» Action item: Below are records; quote them exactly from the first line through the line that contains "use crate::cm::conn::ConnId;".

--- Records to process ---

use std::collections::VecDeque;
use std::net::SocketAddr;
use std::sync::{Arc, Mutex, MutexGuard, Weak};
use anyhow::{anyhow, bail};
use bytes::Bytes;
use rustc_hash::FxHashMap;
use tracing::{debug, trace};
use crate::cm::conn::ConnId;
use crate::cm::event::{CmEvent, EventKind};
use crate::rdm::RdmEndpoint;
use crate::transport::{BindFlags, BindTarget, ConnInfo, ConnReqHandle, EndpointState, TransportDomain, TransportEndpoint};

const FIRST_EPHEMERAL_PORT: u16 = 40000;
const MAX_SETTLE_ROUNDS: usize = 100;

/// An in-memory connection-oriented transport for any number of RDM endpoints.
///
/// Endpoints never raise events directly: the fabric queues them, and [SimFabric::deliver_all]
///  hands them to the owning RDM endpoints' connection managers. This keeps the order of
///  events under the test's control, and it means that transport calls made under an RDM
///  endpoint's progress lock never need that lock themselves.
///
/// The fabric behaves like a well-behaved socket transport:
/// * a request to an address without a listener is refused, i.e. the requester is shut down
/// * rejecting a request shuts the requester down
/// * accepting a request completes the connection on both sides - unless the requester was
///    closed in the meantime, in which case the accepting side is shut down
/// * closing a connected endpoint shuts down its peer, unless the closing process crashed
/// * events for closed endpoints are dropped
pub struct SimFabric {
    inner: Arc<Mutex<FabricInner>>,
}

struct SimNode {
    addr: SocketAddr,
    rdm: Option<Weak<RdmEndpoint>>,
    crashed: bool,
}

struct SimEp {
    node: usize,
    context: ConnId,
    local_addr: SocketAddr,
    state: EndpointState,
    closed: bool,
    num_bindings: usize,
    enabled: bool,
    /// the inbound request this endpoint was opened for
    request: Option<ConnReqHandle>,
    linked: Option<usize>,
}

struct PendingReq {
    origin: Option<usize>,
    data: Bytes,
}

enum Delivery {
    ConnReq {
        to: SocketAddr,
        from: SocketAddr,
        handle: ConnReqHandle,
        data: Bytes,
    },
    ToEndpoint {
        ep: usize,
        kind: EventKind,
        data: Bytes,
    },
}

struct FabricInner {
    nodes: Vec<SimNode>,
    endpoints: Vec<SimEp>,
    pending: FxHashMap<ConnReqHandle, PendingReq>,
    deliveries: VecDeque<Delivery>,
    next_port: u16,
    next_handle: u64,
    num_rejects: usize,
}

impl FabricInner {
    fn ephemeral_addr(&mut self, node_addr: SocketAddr) -> SocketAddr {
        let result = SocketAddr::new(node_addr.ip(), self.next_port);
        self.next_port = match self.next_port.checked_add(1) {
            Some(port) => port,
            None => FIRST_EPHEMERAL_PORT,
        };
        result
    }

    fn listener(&self, addr: SocketAddr) -> Option<usize> {
        self.nodes.iter()
            .rposition(|n| n.addr == addr && n.rdm.is_some() && !n.crashed)
    }

    fn rdm_of(&self, node: usize) -> Option<Arc<RdmEndpoint>> {
        let node = self.nodes.get(node)?;
        if node.crashed {
            return None;
        }
        node.rdm.as_ref()?.upgrade()
    }

    fn is_open(&self, ep: usize) -> bool {
        self.endpoints.get(ep)
            .map(|ep| !ep.closed)
            .unwrap_or(false)
    }

    fn raise(&mut self, ep: usize, kind: EventKind, data: Bytes) {
        self.deliveries.push_back(Delivery::ToEndpoint { ep, kind, data });
    }

    /// Turns a queued delivery into an event for an RDM endpoint, or drops it
    fn resolve(&mut self, delivery: Delivery) -> Option<(Arc<RdmEndpoint>, CmEvent)> {
        match delivery {
            Delivery::ConnReq { to, from, handle, data } => {
                let rdm = self.listener(to)
                    .and_then(|node| self.rdm_of(node));
                match rdm {
                    Some(rdm) => {
                        let info = ConnInfo {
                            src_addr: to,
                            dest_addr: Some(from),
                            tx_size: rdm.config().tx_size,
                            rx_size: rdm.config().rx_size,
                            handle: Some(handle),
                        };
                        Some((rdm, CmEvent::conn_req(info, data)))
                    }
                    None => {
                        debug!("no listener at {:?} - refusing connection request from {:?}", to, from);
                        if let Some(origin) = self.pending.remove(&handle).and_then(|p| p.origin) {
                            self.raise(origin, EventKind::Shutdown, Bytes::new());
                        }
                        None
                    }
                }
            }
            Delivery::ToEndpoint { ep, kind, data } => {
                let sim_ep = self.endpoints.get_mut(ep)?;
                if sim_ep.closed {
                    trace!("dropping {:?} event for closed endpoint {}", kind, ep);
                    return None;
                }
                match kind {
                    EventKind::Connected => sim_ep.state = EndpointState::Connected,
                    EventKind::Shutdown => sim_ep.state = EndpointState::Disconnected,
                    _ => {}
                }
                let (node, context) = (sim_ep.node, sim_ep.context);
                let rdm = self.rdm_of(node)?;
                Some((rdm, CmEvent::for_conn(kind, context, data)))
            }
        }
    }
}

fn lock(inner: &Mutex<FabricInner>) -> MutexGuard<'_, FabricInner> {
    inner.lock()
        .unwrap_or_else(|e| e.into_inner())
}

impl SimFabric {
    pub fn new() -> SimFabric {
        SimFabric {
            inner: Arc::new(Mutex::new(FabricInner {
                nodes: Vec::new(),
                endpoints: Vec::new(),
                pending: FxHashMap::default(),
                deliveries: VecDeque::new(),
                next_port: FIRST_EPHEMERAL_PORT,
                next_handle: 1,
                num_rejects: 0,
            })),
        }
    }

    fn lock(&self) -> MutexGuard<'_, FabricInner> {
        lock(&self.inner)
    }

    /// A transport domain for an RDM endpoint listening at `addr`. The RDM endpoint must be
    ///  [attached](Self::attach) before it can receive events.
    pub fn domain(&self, addr: SocketAddr) -> Arc<dyn TransportDomain> {
        let mut inner = self.lock();
        inner.nodes.push(SimNode {
            addr,
            rdm: None,
            crashed: false,
        });
        Arc::new(SimDomain {
            fabric: self.inner.clone(),
            node: inner.nodes.len() - 1,
        })
    }

    pub fn attach(&self, rdm: &Arc<RdmEndpoint>) -> anyhow::Result<()> {
        let mut inner = self.lock();
        let node = inner.nodes.iter_mut()
            .rev()
            .find(|n| n.addr == rdm.addr() && n.rdm.is_none())
            .ok_or_else(|| anyhow!("no domain was created for {:?}", rdm.addr()))?;
        node.rdm = Some(Arc::downgrade(rdm));
        Ok(())
    }

    /// Simulates a process going away without closing its endpoints: nothing is delivered to
    ///  it any more, and its address is free for a new RDM endpoint
    pub fn crash(&self, addr: SocketAddr) {
        for node in self.lock().nodes.iter_mut().filter(|n| n.addr == addr) {
            node.crashed = true;
        }
    }

    /// Sends a connection request that does not originate from any endpoint, with arbitrary
    ///  private data
    pub fn inject_conn_req(&self, from_node: SocketAddr, to: SocketAddr, data: Bytes) -> ConnReqHandle {
        let mut inner = self.lock();
        let handle = ConnReqHandle(inner.next_handle);
        inner.next_handle += 1;

        let from = inner.ephemeral_addr(from_node);
        inner.pending.insert(handle, PendingReq { origin: None, data: data.clone() });
        inner.deliveries.push_back(Delivery::ConnReq { to, from, handle, data });
        handle
    }

    /// Hands all queued events to their RDM endpoints' event queues, including events that
    ///  are raised while doing so. Returns the number of events that were delivered.
    pub fn deliver_all(&self) -> usize {
        let mut num_delivered = 0;
        loop {
            let next = {
                let mut inner = self.lock();
                let Some(delivery) = inner.deliveries.pop_front() else {
                    break;
                };
                inner.resolve(delivery)
            };

            if let Some((rdm, event)) = next {
                rdm.with_cm(|cm| cm.raise_event(event));
                num_delivered += 1;
            }
        }
        num_delivered
    }

    /// Alternates between delivering events and driving progress on the RDM endpoints until
    ///  nothing happens any more
    pub fn settle(&self, rdms: &[&Arc<RdmEndpoint>]) -> anyhow::Result<()> {
        for _ in 0..MAX_SETTLE_ROUNDS {
            let mut num_events = self.deliver_all();
            for rdm in rdms {
                num_events += rdm.progress()?;
            }
            if num_events == 0 {
                return Ok(());
            }
        }
        bail!("fabric did not settle after {} rounds", MAX_SETTLE_ROUNDS)
    }

    /// The number of endpoints that were opened for the RDM endpoint at `addr` and not closed
    ///  yet
    pub fn num_open_endpoints(&self, addr: SocketAddr) -> usize {
        let inner = self.lock();
        inner.endpoints.iter()
            .filter(|ep| !ep.closed)
            .filter(|ep| inner.nodes[ep.node].addr == addr && !inner.nodes[ep.node].crashed)
            .count()
    }

    pub fn num_rejects(&self) -> usize {
        self.lock().num_rejects
    }

    pub fn num_queued_deliveries(&self) -> usize {
        self.lock().deliveries.len()
    }
}

impl Default for SimFabric {
    fn default() -> Self {
        SimFabric::new()
    }
}

struct SimDomain {
    fabric: Arc<Mutex<FabricInner>>,
    node: usize,
}

impl TransportDomain for SimDomain {
    fn open_endpoint(&self, info: &ConnInfo, context: ConnId) -> anyhow::Result<Box<dyn TransportEndpoint>> {
        let mut inner = lock(&self.fabric);
        let local_addr = inner.ephemeral_addr(info.src_addr);
        inner.endpoints.push(SimEp {
            node: self.node,
            context,
            local_addr,
            state: EndpointState::Idle,
            closed: false,
            num_bindings: 0,
            enabled: false,
            request: info.handle,
            linked: None,
        });
        Ok(Box::new(SimEndpoint {
            fabric: self.fabric.clone(),
            id: inner.endpoints.len() - 1,
        }))
    }

    fn reject(&self, handle: ConnReqHandle, private_data: &[u8]) -> anyhow::Result<()> {
        let mut inner = lock(&self.fabric);
        let pending = inner.pending.remove(&handle)
            .ok_or_else(|| anyhow!("unknown connection request {:?}", handle))?;
        inner.num_rejects += 1;

        if let Some(origin) = pending.origin {
            inner.raise(origin, EventKind::Shutdown, Bytes::copy_from_slice(private_data));
        }
        Ok(())
    }
}

struct SimEndpoint {
    fabric: Arc<Mutex<FabricInner>>,
    id: usize,
}

impl SimEndpoint {
    fn open_ep<'a>(&self, inner: &'a mut FabricInner) -> anyhow::Result<&'a mut SimEp> {
        match inner.endpoints.get_mut(self.id) {
            Some(ep) if !ep.closed => Ok(ep),
            _ => bail!("endpoint {} is closed", self.id),
        }
    }
}

impl TransportEndpoint for SimEndpoint {
    fn bind(&mut self, _target: BindTarget, _flags: BindFlags) -> anyhow::Result<()> {
        let mut inner = lock(&self.fabric);
        self.open_ep(&mut inner)?.num_bindings += 1;
        Ok(())
    }

    fn enable(&mut self) -> anyhow::Result<()> {
        let mut inner = lock(&self.fabric);
        let ep = self.open_ep(&mut inner)?;
        if ep.num_bindings == 0 {
            bail!("enabling an unbound endpoint");
        }
        ep.enabled = true;
        Ok(())
    }

    fn connect(&mut self, dest: SocketAddr, private_data: &[u8]) -> anyhow::Result<()> {
        let mut inner = lock(&self.fabric);
        let ep = self.open_ep(&mut inner)?;
        if !ep.enabled || ep.state != EndpointState::Idle {
            bail!("connect on endpoint in state {:?}", ep.state);
        }
        ep.state = EndpointState::ReqSent;
        let from = ep.local_addr;

        let handle = ConnReqHandle(inner.next_handle);
        inner.next_handle += 1;

        let data = Bytes::copy_from_slice(private_data);
        inner.pending.insert(handle, PendingReq { origin: Some(self.id), data: data.clone() });
        inner.deliveries.push_back(Delivery::ConnReq { to: dest, from, handle, data });
        Ok(())
    }

    fn accept(&mut self, private_data: &[u8]) -> anyhow::Result<()> {
        let mut inner = lock(&self.fabric);
        let ep = self.open_ep(&mut inner)?;
        let Some(handle) = ep.request else {
            bail!("accept on an endpoint that was not opened for a connection request");
        };
        if !ep.enabled || ep.state != EndpointState::Idle {
            bail!("accept on endpoint in state {:?}", ep.state);
        }
        ep.state = EndpointState::Accepting;

        let pending = inner.pending.remove(&handle)
            .ok_or_else(|| anyhow!("connection request {:?} is gone", handle))?;

        match pending.origin.filter(|&origin| inner.is_open(origin)) {
            Some(origin) => {
                inner.endpoints[origin].linked = Some(self.id);
                inner.endpoints[self.id].linked = Some(origin);
                inner.raise(origin, EventKind::Connected, Bytes::copy_from_slice(private_data));
                inner.raise(self.id, EventKind::Connected, pending.data);
            }
            None => {
                debug!("requester of {:?} went away before the request was accepted", handle);
                inner.raise(self.id, EventKind::Shutdown, Bytes::new());
            }
        }
        Ok(())
    }

    fn state(&self) -> EndpointState {
        let inner = lock(&self.fabric);
        match inner.endpoints.get(self.id) {
            Some(ep) if !ep.closed => ep.state,
            _ => EndpointState::Disconnected,
        }
    }

    fn close(&mut self) {
        let mut inner = lock(&self.fabric);
        let Ok(ep) = self.open_ep(&mut inner) else {
            return;
        };
        ep.closed = true;
        ep.state = EndpointState::Disconnected;
        let (node, linked) = (ep.node, ep.linked);

        // a crashed process goes away silently
        if inner.nodes[node].crashed {
            return;
        }
        if let Some(peer) = linked {
            if inner.is_open(peer) {
                inner.raise(peer, EventKind::Shutdown, Bytes::new());
            }
        }
    }
}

---

» Solution for this problem:
use std::collections::VecDeque;
use std::net::SocketAddr;
use std::sync::{Arc, Mutex, MutexGuard, Weak};
use anyhow::{anyhow, bail};
use bytes::Bytes;
use rustc_hash::FxHashMap;
use tracing::{debug, trace};
use crate::cm::conn::ConnId;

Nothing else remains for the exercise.